PROFIL DEWAN TEH INDONESIA


 

TENTANG DEWAN TEH INDONESIA | INDONESIA TEA BOARD

Dewan Teh Indonesia dideklarasikan pada 19 April 2007 bersamaan dengan Rapat Anggota Tahunan Asosiasi Teh Indonesia di Hotel Savoy Homan Bidakara Bandung.

Dewan Teh Indonesia sebagai wadah seluruh stakeholders agribisnis teh, senantiasa terus berperan untuk menampung aspirasi dan mensinergikan para pemangku kepentingan industri teh serta mendorong memfasilitasi dan memperjuangkan kepentingan pelaku agribisnis dalam mewujudkan sistem dan usaha agribisnis teh yang berdaya saing dan berkelanjutan.

Dalam kegiatannya Dewan Teh Indonesia telah banyak melihat dan menginventarisasi masalah serta turut membantu menyelesaikan berbagai masalah di sektor hulu dan hilir industri teh, dan tidak hanya yang sedang dialami oleh perkebunan teh rakyat, tetapi juga oleh perkebunan besar milik negara dan swasta, serta permasalahan yang dihadapi para pengolah teh hitam dan teh hijau, packer, trader, serta para pengusaha ekspor teh.

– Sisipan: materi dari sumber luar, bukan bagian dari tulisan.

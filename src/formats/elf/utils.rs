//! Bounds-checked readers over untrusted ELF data

use crate::formats::elf::types::{ElfError, Result};
use std::borrow::Cow;

/// Little-endian reads that validate every offset against the buffer.
pub trait LeRead {
    fn slice_at(&self, offset: u64, len: u64) -> Result<&[u8]>;
    fn read_u8(&self, offset: u64) -> Result<u8>;
    fn read_u16(&self, offset: u64) -> Result<u16>;
    fn read_u32(&self, offset: u64) -> Result<u32>;
    fn read_u64(&self, offset: u64) -> Result<u64>;
    fn read_i64(&self, offset: u64) -> Result<i64>;
}

impl LeRead for [u8] {
    fn slice_at(&self, offset: u64, len: u64) -> Result<&[u8]> {
        let out_of_bounds = || ElfError::OutOfBounds {
            offset,
            len,
            size: self.len(),
        };
        let start = usize::try_from(offset).map_err(|_| out_of_bounds())?;
        let len_usize = usize::try_from(len).map_err(|_| out_of_bounds())?;
        let end = start.checked_add(len_usize).ok_or_else(out_of_bounds)?;
        self.get(start..end).ok_or_else(out_of_bounds)
    }

    fn read_u8(&self, offset: u64) -> Result<u8> {
        Ok(self.slice_at(offset, 1)?[0])
    }

    fn read_u16(&self, offset: u64) -> Result<u16> {
        Ok(u16::from_le_bytes(fixed(self.slice_at(offset, 2)?)))
    }

    fn read_u32(&self, offset: u64) -> Result<u32> {
        Ok(u32::from_le_bytes(fixed(self.slice_at(offset, 4)?)))
    }

    fn read_u64(&self, offset: u64) -> Result<u64> {
        Ok(u64::from_le_bytes(fixed(self.slice_at(offset, 8)?)))
    }

    fn read_i64(&self, offset: u64) -> Result<i64> {
        Ok(i64::from_le_bytes(fixed(self.slice_at(offset, 8)?)))
    }
}

fn fixed<const N: usize>(bytes: &[u8]) -> [u8; N] {
    let mut out = [0u8; N];
    out.copy_from_slice(&bytes[..N]);
    out
}

/// Bytes of entry `index` in a table at `base` with the given stride.
pub fn entry_at(data: &[u8], base: u64, index: u64, stride: u64, len: usize) -> Result<&[u8]> {
    let offset = index
        .checked_mul(stride)
        .and_then(|rel| base.checked_add(rel))
        .ok_or(ElfError::OutOfBounds {
            offset: base,
            len: len as u64,
            size: data.len(),
        })?;
    data.slice_at(offset, len as u64)
}

/// Number of whole entries in a table of `size` bytes.
///
/// A zero stride means the producer left `sh_entsize` unset; the canonical
/// record size is used instead.
pub fn entry_count(size: u64, stride: u64, canonical: usize) -> (u64, u64) {
    let stride = if stride == 0 { canonical as u64 } else { stride };
    (size / stride, stride)
}

/// Read a NUL-terminated string at `offset` inside a string table.
///
/// A missing terminator ends the string at the table end. Invalid UTF-8 is
/// replaced rather than rejected.
pub fn read_cstring(table: &[u8], offset: u64) -> Result<Cow<'_, str>> {
    let start = usize::try_from(offset)
        .ok()
        .filter(|&start| start < table.len())
        .ok_or(ElfError::OutOfBounds {
            offset,
            len: 1,
            size: table.len(),
        })?;

    let slice = &table[start..];
    let end = slice.iter().position(|&b| b == 0).unwrap_or(slice.len());

    Ok(String::from_utf8_lossy(&slice[..end]))
}
pub mod types;
pub mod utils;
pub mod env;

#[cfg(test)]
mod tests {
    use super::*;

    #[test]
    fn health_type_ok() {
        let h = types::Health::ok("Local database server is running");
        assert_eq!(h.status, "OK");
    }
}
use std::sync::Arc;

use axum::{
    routing::get,
    Json, Router,
};
use tower_http::{
    cors::CorsLayer,
    services::{ServeDir, ServeFile},
    trace::{TraceLayer, DefaultMakeSpan, DefaultOnRequest, DefaultOnResponse, DefaultOnFailure},
};
use tracing::Level;

use common::types::Health;
use service::organizations::OrganizationStore;

pub mod organizations;

pub async fn health() -> Json<Health> {
    Json(Health::ok("Local database server is running"))
}

/// Build the full application router: static frontend, health, and the
/// organization CRUD surface.
pub fn build_router(store: Arc<OrganizationStore>, cors: CorsLayer) -> Router {
    let static_dir = ServeDir::new("frontend").fallback(ServeFile::new("frontend/index.html"));

    // Public routes (static + health)
    let public = Router::new()
        .nest_service("/", static_dir)
        .route("/api/health", get(health));

    // Organization API routes
    let api = Router::new()
        .route("/api/organizations", get(organizations::list_orphanages))
        .route("/api/organizations1", get(organizations::list_oldage_homes))
        .route(
            "/api/organization/:org_type",
            axum::routing::post(organizations::create),
        )
        .route(
            "/api/organization/:org_type/:id",
            get(organizations::get_by_id).delete(organizations::delete),
        )
        .route(
            "/api/organization/:org_type/:id/funding",
            axum::routing::put(organizations::update_funding),
        );

    // Compose
    public
        .merge(api)
        .with_state(store)
        .layer(cors)
        .layer(
            TraceLayer::new_for_http()
                .make_span_with(
                    DefaultMakeSpan::new()
                        .level(Level::INFO)
                        .include_headers(false),
                )
                .on_request(
                    DefaultOnRequest::new()
                        .level(Level::INFO),
                )
                .on_response(
                    DefaultOnResponse::new()
                        .level(Level::INFO)
                        .include_headers(false),
                )
                .on_failure(
                    DefaultOnFailure::new()
                        .level(Level::ERROR),
                )
        )
}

Situs web ini dibuat sebagai media komunikasi antar pemangku kepentingan terhadap Dewan Teh Indonesia, baik pengurus, anggota, pemerintah/instansi, para pengamat dan insan pertehan. Umpan balik, tanggapan, dan sumbang saran selalu diharapkan dari para pengunjung, agar situs web ini dapat terus berkembang memenuhi kebutuhan para pengunjung.

 

Pembentukan Dewan Teh Indonesia

Undang-Undang Nomor 18 Tahun 2004 pasal 19 ayat 2 tentang Perkebunan, mengamanatkan pembentukan Dewan Teh sebagai wadah bagi seluruh pemangku kepentingan terhadap agribisnis teh. Pembentukan Dewan Teh Indonesia diawali dengan pembentukan Komisi Teh Indonesia  melalui Surat keputusan Menteri Pertanian Nomor 587/ KPTS /OT.160/9/206. Tanggal 27 September 2006. Selanjutnya, secara resmi Terbentuknya DTI dilaksanakan dengan deklarasi pada 19 April 2007 bersamaan dengan Rapat Anggota Tahun-an Asosiasi Teh Indonesia di Hotel Savoy Homan Bidakara Bandung.

Tujuan :

Tujuan utama pembentukan Dewan Teh Indonesia adalah  untuk memajukan agribisnis teh Indonesia dengan cara :

  • Memberikan bahan masukan kepada pemerintah dalam rangka menyusun regulasi maupun  kebijakan di bidang pengembangan industri per-teh-an nasional;
  • Meningkatkan kerjasama antar pelaku usaha dari hulu hingga hilir guna memperkuat sistem dan usaha agribisnis per-teh-an nasional;
  • Memperkuat kerjasama internasional di bidang usaha industri per-teh-an;
  • Meningkatkan kesejahteraan masyarakat pelaku usaha industri per-teh-an;
  • Menjaga  kelestarian lingkungan

 

Tugas dan Fungsi :

  • Menyusun data base industri per-teh-an nasional;
  • Melakukan advokasi dan koordinasi serta menyiapkan bahan masukan kepada pemerintah dalam rangka menyusun regulasi dan kebijakan yang terkait dengan  pengembangan dan daya saing industri per-teh-an nasional;
  • Memfasilitasi promosi, ekspor, mempertahankan pasar yang ada dan memperluas pasar internasional;
  • Membangun, mengembangkan dan mengevaluasi kerjasama antar pelaku usaha per-teh-an nasional  dalam meningkatkan  kemajuan dan daya-saing usaha industri per-teh-an nasional yang terintegrasi dari hulu ke hilir;
  • Melakukan kerjasama internasional di bidang usaha industri per-teh-an;
  • Mendorong peningkatan mutu sesuai SNI dan standar internasional;
  • Sosialisasi kebijakan dan regulasi  pemerintah kepada  anggota;
  • Koordinasi dengan instansi pemerintah baik di pusat maupun daerah dalam mewujudkan iklim usaha yang kondusif.

 

Keanggotaan :

Dewan Teh Indonesia merupakan organisasi terbuka bagi perorangan, organisasi, dan lembaga , atau Badan yang tujuan dan kegiatannya berkaitan dengan agribisnis teh di Indonesia.  Pada awalnya, pembentukan Dewan Teh Indonesia dideklarasikan oleh perorangan dan lembaga.